Люша заплакала: облик брата внушал ей опасения. Да и она сама извелась за эти годы, и за двойной решеткой стояла издерганная, похудевшая девушка и нервно теребила носовой платок.
— Миша, ты будешь жить! Клянусь тебе: я все переверну, но вызволю тебя из неволи!
— Верю, верю, милая сестренка! Верю твоим словам, твоим чувствам. Но ведь второй приговор, и — снова смертная казнь!..

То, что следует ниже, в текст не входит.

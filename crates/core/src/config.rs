//! Application configuration: built-in defaults, a TOML file and environment
//! overrides, layered with the `config` crate.

use std::{
    fs,
    path::{Path, PathBuf},
    time::Duration,
};

use anyhow::{bail, Context, Result};
use config::{Config, Environment, File};
use serde::Deserialize;
use tracing::info;

use crate::{
    economy::{EconomySettings, DEFAULT_AUTO_COLLECT_FRACTION, DEFAULT_MILESTONE},
    save::{remote::MAX_DOWNLOAD_BYTES, SaveSettings},
};

/// Directory name used under the platform config and data directories.
pub const APP_DIR: &str = "idle-tycoon";

/// Prefix for environment overrides, e.g. `IDLE_TYCOON__SAVE_DELAY_SECS=10`.
pub const ENV_PREFIX: &str = "IDLE_TYCOON";

const DEFAULT_CONFIG: &str = r#"# idle-tycoon configuration

# Where progress, the device id and logs are kept. Defaults to the platform data dir.
# data_dir = "/home/me/.local/share/idle-tycoon"

# Optional JSON catalog of resources; the built-in catalog is used when unset.
# catalog_path = "/home/me/catalog.json"

# Share of total output collected automatically every second (0.0 - 1.0).
auto_collect_fraction = 0.1

# Minimum seconds between remote uploads. Local saves happen on every change.
save_delay_secs = 5.0

# Gold thresholds that trigger a one-time milestone.
milestones = [1000000.0]

[remote]
enabled = false
root_url = ""
timeout_secs = 10
max_download_bytes = 1048576
"#;

/// Remote blob store settings.
#[derive(Debug, Clone, PartialEq, Deserialize)]
#[serde(default)]
pub struct RemoteConfig {
    /// Whether to sync with the remote store at all.
    pub enabled: bool,
    /// Object root; progress lives at `<root_url>/<device id>`.
    pub root_url: String,
    /// Request timeout, also bounding the startup download.
    pub timeout_secs: u64,
    /// Largest remote object accepted.
    pub max_download_bytes: u64,
}

impl Default for RemoteConfig {
    fn default() -> Self {
        Self {
            enabled: false,
            root_url: String::new(),
            timeout_secs: 10,
            max_download_bytes: MAX_DOWNLOAD_BYTES,
        }
    }
}

/// Fully resolved application configuration.
#[derive(Debug, Clone, PartialEq, Deserialize)]
#[serde(default)]
pub struct AppConfig {
    /// Root for progress, identity and log files.
    pub data_dir: PathBuf,
    /// Optional resource catalog file.
    pub catalog_path: Option<PathBuf>,
    /// Share of total output credited per second.
    pub auto_collect_fraction: f64,
    /// Debounce window for remote uploads, in seconds.
    pub save_delay_secs: f64,
    /// Gold milestones.
    pub milestones: Vec<f64>,
    /// Remote sync settings.
    pub remote: RemoteConfig,
}

impl Default for AppConfig {
    fn default() -> Self {
        Self {
            data_dir: default_data_dir(),
            catalog_path: None,
            auto_collect_fraction: DEFAULT_AUTO_COLLECT_FRACTION,
            save_delay_secs: 5.0,
            milestones: vec![DEFAULT_MILESTONE],
            remote: RemoteConfig::default(),
        }
    }
}

impl AppConfig {
    /// Load from the default config file plus environment overrides.
    pub fn load() -> Result<Self> {
        Self::load_from(config_path())
    }

    /// Load from `path` (optional) plus environment overrides.
    pub fn load_from(path: impl AsRef<Path>) -> Result<Self> {
        let path = path.as_ref();
        let settings = Config::builder()
            .add_source(File::from(path).required(false))
            .add_source(
                Environment::with_prefix(ENV_PREFIX)
                    .separator("__")
                    .try_parsing(true),
            )
            .build()
            .with_context(|| format!("failed to read configuration {}", path.display()))?;
        let config: Self = settings
            .try_deserialize()
            .with_context(|| format!("invalid configuration in {}", path.display()))?;
        config.validate()?;
        Ok(config)
    }

    /// Reject values the engine cannot run with.
    pub fn validate(&self) -> Result<()> {
        if !(0.0..=1.0).contains(&self.auto_collect_fraction) {
            bail!(
                "auto_collect_fraction must be within [0, 1], got {}",
                self.auto_collect_fraction
            );
        }
        if Duration::try_from_secs_f64(self.save_delay_secs).is_err() {
            bail!(
                "save_delay_secs must be a non-negative number of seconds that fits a duration, got {}",
                self.save_delay_secs
            );
        }
        if self.remote.enabled && self.remote.root_url.trim().is_empty() {
            bail!("remote.root_url is required when remote sync is enabled");
        }
        Ok(())
    }

    /// Engine tunables derived from this configuration.
    pub fn economy_settings(&self) -> EconomySettings {
        EconomySettings {
            auto_collect_fraction: self.auto_collect_fraction,
            milestones: self.milestones.clone(),
        }
    }

    /// Save coordinator tunables derived from this configuration.
    pub fn save_settings(&self) -> SaveSettings {
        SaveSettings {
            save_delay: Duration::try_from_secs_f64(self.save_delay_secs)
                .unwrap_or(SaveSettings::default().save_delay),
            download_timeout: self.remote_timeout(),
            max_download_bytes: self.remote.max_download_bytes,
        }
    }

    /// Request timeout for the remote store.
    pub fn remote_timeout(&self) -> Duration {
        Duration::from_secs(self.remote.timeout_secs.max(1))
    }
}

/// Default location of the configuration file.
pub fn config_path() -> PathBuf {
    dirs::config_dir()
        .unwrap_or_else(|| PathBuf::from("."))
        .join(APP_DIR)
        .join("config.toml")
}

/// Default location for progress and logs.
pub fn default_data_dir() -> PathBuf {
    dirs::data_dir()
        .unwrap_or_else(|| PathBuf::from("."))
        .join(APP_DIR)
}

/// Write the commented default configuration if none exists yet.
pub fn ensure_default_config() -> Result<PathBuf> {
    let path = config_path();
    write_default_config(&path)?;
    Ok(path)
}

fn write_default_config(path: &Path) -> Result<()> {
    if path.exists() {
        return Ok(());
    }
    if let Some(parent) = path.parent() {
        fs::create_dir_all(parent)
            .with_context(|| format!("failed to create {}", parent.display()))?;
    }
    fs::write(path, DEFAULT_CONFIG)
        .with_context(|| format!("failed to write {}", path.display()))?;
    info!(path = %path.display(), "Wrote default configuration");
    Ok(())
}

Борис Михайлович Овчинников вспоминал об этих днях: «…Фрунзе был душевно нежен, если хотите, женственно тонок, мягок, деликатен… надо было его увидеть… чтобы понять, что в этом образе, в этой личности не было противоречий. Бесстрашное мужество Фрунзе было прежде всего спокойным… Маленький штрих: целых два месяца Фрунзе после второго смертного приговора просидел в камере смертников, ожидая, может быть, при каждом рассвете стука в дверь. Трудно было… передать через эти глухие стены утлую весть надежды и ободрение. И за эти два месяца Фрунзе не поседел, не сошел с ума, а… изучал итальянский язык. Притом с ограниченными пособиями: в камеру разрешили передать две библии — на русском и итальянском языке. Узник загрузил свое время и внимание сложным процессом сравнительного изучения, выводя из «священного текста», при знании уже латинского и французского, грамматические и синтаксические правила итальянского языка вместе с богатым знанием слов…»
Но каждую ночь уводили товарищей на казнь, И когда один из них сошел с ума и три дня рыдал так, что не было места для укрытия, нервы Фрунзе не выдержали.
Сам Михаил Васильевич рассказывал об этом с суровой простотой: «Осталось уже немного времени. Утром, часов около шести, как всегда это делалось в тюрьме, меня должны были повесить. Надежды на отмену приговора не было почти никакой. Бежать невозможно. И немедля, так как время приближалось к роковому концу, я решился хоть под конец уйти из рук палачей. По крайней мере повесить им себя не дам, сам повешусь, пускай найдут труп… И стал готовить из простыни веревку. К моему удовольствию, гвоздь оказался в углу печки, как раз то, что нужно. Но когда я занялся приготовлением веревки, загремел замок».